Challenging a recent report from the President’s Working Group on Financial Markets, Federal Reserve Governor Christopher Waller said at a financial stability conference today that stablecoins need not be issued only by insured depository institutions. “The regulatory and supervisory framework for payment stablecoins should address the specific risks that these arrangements pose—directly, fully, and narrowly,” he said. “It does not necessarily mean imposing the full banking rulebook, which is geared in part toward lending activities, not payments.”
Waller acknowledged that stablecoins—which are crypto assets that are pegged to an external benchmark to minimize volatility and maximize usefulness for payments—should be understood “as a new version of something older and more familiar: the bank deposit.” The “biggest gap” between stablecoins and bank funds,” Waller added, is “robust, consistent supervision and regulation and appropriate public backstops. . . . Today, stablecoins lack that oversight.”

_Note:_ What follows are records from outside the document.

//! Full-text search-query construction engine
//!
//! This module turns a free-text phrase plus structured constraints into a
//! ranked, paginated, deduplicated result set over an inverted index:
//!
//! - **Normalization**: escaping of query syntax, boolean keyword folding,
//!   whitespace and custom-separator tokenization, stop-word removal
//! - **Weighted clauses**: exact phrase over exact term over prefix over fuzzy
//! - **Locale clauses**: language-prefix and full-tag matching
//! - **Filters**: include/exclude term sets applied outside scoring
//! - **Execution**: unique result, list, page, count, projection and
//!   first-match-wins deduplication
//!
//! # Architecture
//!
//! ```text
//! ┌─────────────────────────────────────────────────┐
//! │        Search Policies (crate::policy)           │
//! ├─────────────────────────────────────────────────┤
//! │  - search_concept_names()  - search_drugs()     │
//! │  - concept_by_name()       - count_*()          │
//! └─────────────────────────────────────────────────┘
//!                      │ SearchQuerySpec
//!                      ▼
//! ┌─────────────────────────────────────────────────┐
//! │           Search Executor                        │
//! ├─────────────────────────────────────────────────┤
//! │  - skip-same dedup (project, retain, narrow)    │
//! │  - unique / list / page / count / project       │
//! └─────────────────────────────────────────────────┘
//!                      │ Clause + FilterPredicate
//!                      ▼
//! ┌─────────────────────────────────────────────────┐
//! │        SearchBackend (TantivyBackend)            │
//! ├─────────────────────────────────────────────────┤
//! │  - Inverted Index (name, code)                  │
//! │  - Keyword Fields (ids, locale, flags)          │
//! │  - Doc Store (projection)                       │
//! └─────────────────────────────────────────────────┘
//! ```
//!
//! # Example
//!
//! ```no_run
//! use concept_search::search::{
//!     ConceptNameDocument, QueryTextNormalizer, SearchConfig, SearchExecutor, SearchQuerySpec,
//!     StopWords, TantivyBackend, WeightedClauseBuilder,
//! };
//!
//! fn main() -> Result<(), Box<dyn std::error::Error>> {
//!     let backend = TantivyBackend::open::<ConceptNameDocument>(&SearchConfig::default())?;
//!     let executor = SearchExecutor::new(&backend);
//!
//!     let phrase = QueryTextNormalizer::escape("chest pain");
//!     let tokens = QueryTextNormalizer::tokenize(&phrase, &StopWords::none());
//!     if let Some(clause) = WeightedClauseBuilder::new("name").build_name_clause(&tokens, &phrase, true) {
//!         let page = executor.list_page(SearchQuerySpec::new(clause).with_dedup_field("concept_id"), None, Some(20))?;
//!         println!("Found {} names", page.total);
//!     }
//!
//!     Ok(())
//! }
//! ```

mod backend;
mod clause;
mod config;
mod document;
mod error;
mod executor;
mod filter;
mod index;
mod locale;
mod normalizer;
mod query;

pub use backend::{BackendQuery, ProjectionRow, SearchBackend, SearchHit};
pub use clause::{
    BoolClause, Clause, FieldMatch, MatchKind, WeightedClauseBuilder, ANY_NAME_WEIGHT, CODE_WEIGHT, EXACT_TERM_WEIGHT,
    FUZZY_SIMILARITY, FUZZY_WEIGHT, PHRASE_WEIGHT, PREFERRED_NAME_WEIGHT, PREFIX_WEIGHT, TOKEN_GROUP_WEIGHT,
};
pub use config::{SearchConfig, SearchConfigBuilder};
pub use document::{
    build_concept_name_schema, build_drug_schema, fields, register_analyzers, ConceptNameDocument, DrugDocument,
    IndexDocument, CONCEPT_NAME_ANALYZER,
};
pub use error::{SearchError, SearchResult};
pub use executor::{skip_same, PreparedSearch, ResultPage, SearchExecutor, SeenValues};
pub use filter::{FilterClause, FilterPredicate, FilterSet};
pub use index::{IndexStats, TantivyBackend};
pub use locale::{Locale, LocaleClauseBuilder, COUNTRY_MATCH_WEIGHT};
pub use normalizer::{EscapedText, QueryTextNormalizer, StopWords, Token};
pub use query::{Limit, SearchQuerySpec, Window, DEFAULT_LIMIT, DEFAULT_MAX_RESULTS, DEFAULT_OFFSET};
use crate::policy::SearchContext;
use crate::search::{Locale, SearchConfig};
use serde::{Deserialize, Serialize};

/// Environment variable naming an optional configuration file
pub const CONFIG_PATH_ENV: &str = "CONCEPT_SEARCH_CONFIG";

/// Prefix of environment overrides, e.g. `CONCEPT_SEARCH__SEARCH__DEFAULT_LIMIT`
pub const ENV_PREFIX: &str = "CONCEPT_SEARCH";

/// Main configuration
#[derive(Debug, Clone, Default, Serialize, Deserialize)]
pub struct Config {
    /// Search engine configuration
    #[serde(default)]
    pub search: SearchConfig,

    /// Locale defaults
    #[serde(default)]
    pub locale: LocaleConfig,
}

impl Config {
    /// Load configuration from the embedded defaults, an optional file and
    /// the environment
    pub fn load() -> Result<Self, config::ConfigError> {
        let config_path = std::env::var(CONFIG_PATH_ENV).unwrap_or_else(|_| "config/concept-search".to_string());

        config::Config::builder()
            // Start with default values
            .add_source(config::File::from_str(
                include_str!("../config/default.toml"),
                config::FileFormat::Toml,
            ))
            // Override with config file if it exists
            .add_source(config::File::with_name(&config_path).required(false))
            // Override with environment variables
            .add_source(
                config::Environment::with_prefix(ENV_PREFIX)
                    .prefix_separator("__")
                    .separator("__")
                    .try_parsing(true),
            )
            .build()?
            .try_deserialize()
    }

    /// Request context built from the locale defaults
    pub fn search_context(&self) -> SearchContext {
        SearchContext::from(&self.locale)
    }
}

#[derive(Debug, Clone, Serialize, Deserialize)]
pub struct LocaleConfig {
    /// Locale used when a request names none
    #[serde(default = "default_locale")]
    pub default_locale: Locale,

    /// Whether literal name comparisons respect case
    #[serde(default)]
    pub case_sensitive: bool,
}

fn default_locale() -> Locale {
    Locale::new("en")
}

impl Default for LocaleConfig {
    fn default() -> Self {
        Self {
            default_locale: default_locale(),
            case_sensitive: false,
        }
    }
}

impl From<&LocaleConfig> for SearchContext {
    fn from(config: &LocaleConfig) -> Self {
        SearchContext::new(config.default_locale.clone()).with_case_sensitive(config.case_sensitive)
    }
}

#[cfg(test)]
mod tests {
    use super::*;

    #[test]
    fn test_load_embedded_defaults() {
        let config = Config::load().unwrap();
        assert_eq!(config.search.default_limit, 100);
        assert_eq!(config.search.max_concept_id_clauses, 512);
        assert!(config.search.index_path.is_none());
        assert_eq!(config.locale.default_locale, Locale::new("en"));
    }

    #[test]
    fn test_file_override() {
        let dir = tempfile::TempDir::new().unwrap();
        let path = dir.path().join("override.toml");
        std::fs::write(&path, "[search]\ndefault_limit = 25\n\n[locale]\ndefault_locale = \"fr_CA\"\n").unwrap();

        let config: Config = config::Config::builder()
            .add_source(config::File::from_str(
                include_str!("../config/default.toml"),
                config::FileFormat::Toml,
            ))
            .add_source(config::File::from(path.as_path()))
            .build()
            .unwrap()
            .try_deserialize()
            .unwrap();

        assert_eq!(config.search.default_limit, 25);
        assert_eq!(config.search.max_results, 10_000);
        assert_eq!(config.search_context().locale, Locale::with_country("fr", "CA"));
    }

    #[test]
    fn test_malformed_locale_rejected() {
        let result: Result<Config, _> = config::Config::builder()
            .add_source(config::File::from_str(
                "[locale]\ndefault_locale = \"e1\"\n",
                config::FileFormat::Toml,
            ))
            .build()
            .unwrap()
            .try_deserialize();
        assert!(result.is_err());
    }
}
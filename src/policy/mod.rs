//! Domain assemblers for concept-name and drug searches
//!
//! Policies know which fields to search and which constraints a clinical
//! lookup implies (locale, voided names, retired concepts and drugs, answer
//! restrictions). They turn caller requests into
//! [`SearchQuerySpec`](crate::search::SearchQuerySpec)s and run them through a
//! [`SearchExecutor`](crate::search::SearchExecutor). Settings that would
//! otherwise be global travel in an explicit [`SearchContext`].

mod concept;
mod context;
mod drug;

pub use concept::{
    ConceptCandidate, ConceptNameSearchPolicy, ConceptSearchHit, ConceptSearchRequest, FirstLiteralMatch,
    RejectAmbiguous, TieBreak,
};
pub use context::{InMemoryTerminology, SearchContext, TerminologyLookup};
pub use drug::{DrugHit, DrugSearchPolicy, DrugSearchRequest, DRUG_CODE_WEIGHT, DRUG_CONCEPT_WEIGHT, DRUG_NAME_WEIGHT};
//! Locale values and locale clause construction

use crate::search::clause::{Clause, MatchKind};
use crate::search::error::{SearchError, SearchResult};
use serde::{Deserialize, Serialize};
use std::fmt;
use std::str::FromStr;

/// Boost of a full `language_COUNTRY` match relative to a language-only match
pub const COUNTRY_MATCH_WEIGHT: f32 = 2.0;

/// A language with an optional country, rendered as `en` or `en_GB`
#[derive(Debug, Clone, PartialEq, Eq, Hash, PartialOrd, Ord, Serialize, Deserialize)]
#[serde(try_from = "String", into = "String")]
pub struct Locale {
    language: String,
    country: Option<String>,
}

impl Locale {
    pub fn new(language: impl Into<String>) -> Self {
        Self {
            language: language.into().to_lowercase(),
            country: None,
        }
    }

    pub fn with_country(language: impl Into<String>, country: impl Into<String>) -> Self {
        let country = country.into().to_uppercase();
        Self {
            language: language.into().to_lowercase(),
            country: if country.is_empty() { None } else { Some(country) },
        }
    }

    pub fn language(&self) -> &str {
        &self.language
    }

    pub fn country(&self) -> Option<&str> {
        self.country.as_deref()
    }
}

impl fmt::Display for Locale {
    fn fmt(&self, f: &mut fmt::Formatter<'_>) -> fmt::Result {
        match &self.country {
            Some(country) => write!(f, "{}_{}", self.language, country),
            None => f.write_str(&self.language),
        }
    }
}

impl FromStr for Locale {
    type Err = SearchError;

    fn from_str(tag: &str) -> Result<Self, Self::Err> {
        let mut parts = tag.trim().splitn(3, ['_', '-']);
        let language = parts.next().unwrap_or_default();
        if language.is_empty() || !language.chars().all(|c| c.is_ascii_alphabetic()) {
            return Err(SearchError::InvalidInput(format!("Malformed locale tag: '{}'", tag)));
        }

        match parts.next() {
            Some(country) if !country.chars().all(|c| c.is_ascii_alphanumeric()) => {
                Err(SearchError::InvalidInput(format!("Malformed locale tag: '{}'", tag)))
            }
            Some(country) => Ok(Locale::with_country(language, country)),
            None => Ok(Locale::new(language)),
        }
    }
}

impl TryFrom<String> for Locale {
    type Error = SearchError;

    fn try_from(tag: String) -> Result<Self, Self::Error> {
        tag.parse()
    }
}

impl From<Locale> for String {
    fn from(locale: Locale) -> Self {
        locale.to_string()
    }
}

/// Builds the locale restriction of a name search
#[derive(Debug, Clone)]
pub struct LocaleClauseBuilder {
    field: String,
}

impl LocaleClauseBuilder {
    pub fn new(field: impl Into<String>) -> Self {
        Self { field: field.into() }
    }

    /// Disjunction over `locales`.
    ///
    /// With `exact_match` a record's locale must equal one of the given tags.
    /// Otherwise each locale contributes a language-prefix clause and, when it
    /// carries a country, a full-tag clause at double weight.
    pub fn build(&self, locales: &[Locale], exact_match: bool) -> SearchResult<Clause> {
        if locales.is_empty() {
            return Err(SearchError::InvalidInput(
                "at least one locale is required for a locale clause".to_string(),
            ));
        }

        let mut seen = std::collections::HashSet::new();
        let mut alternatives = Vec::with_capacity(locales.len() * 2);
        for locale in locales.iter().filter(|l| seen.insert(*l)) {
            if exact_match {
                alternatives.push(Clause::term(&self.field, locale.to_string()));
                continue;
            }

            alternatives.push(Clause::field_match(&self.field, MatchKind::Prefix, locale.language(), 1.0));
            if locale.country().is_some() {
                alternatives.push(Clause::field_match(
                    &self.field,
                    MatchKind::ExactTerm,
                    locale.to_string(),
                    COUNTRY_MATCH_WEIGHT,
                ));
            }
        }

        Ok(Clause::any_of(alternatives, 1.0))
    }
}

But while Waller agreed about stablecoin risks highlighted by the PWG report, he said the idea of requiring stablecoin issuers to be banks would “forc[e] a new product into an old, familiar structure.” Among the features he recommended for a stablecoin regime would include ensuring a stablecoin’s reserve funds are maintained as promised. Where some observers have raised concerns about the use and security of the payment data a stablecoin issuer might have access to, Waller said that “there are new questions to consider, such as around the use of customers’ financial transaction data, but where anticompetitive behavior happens, existing law (and particularly antitrust law) should still apply.”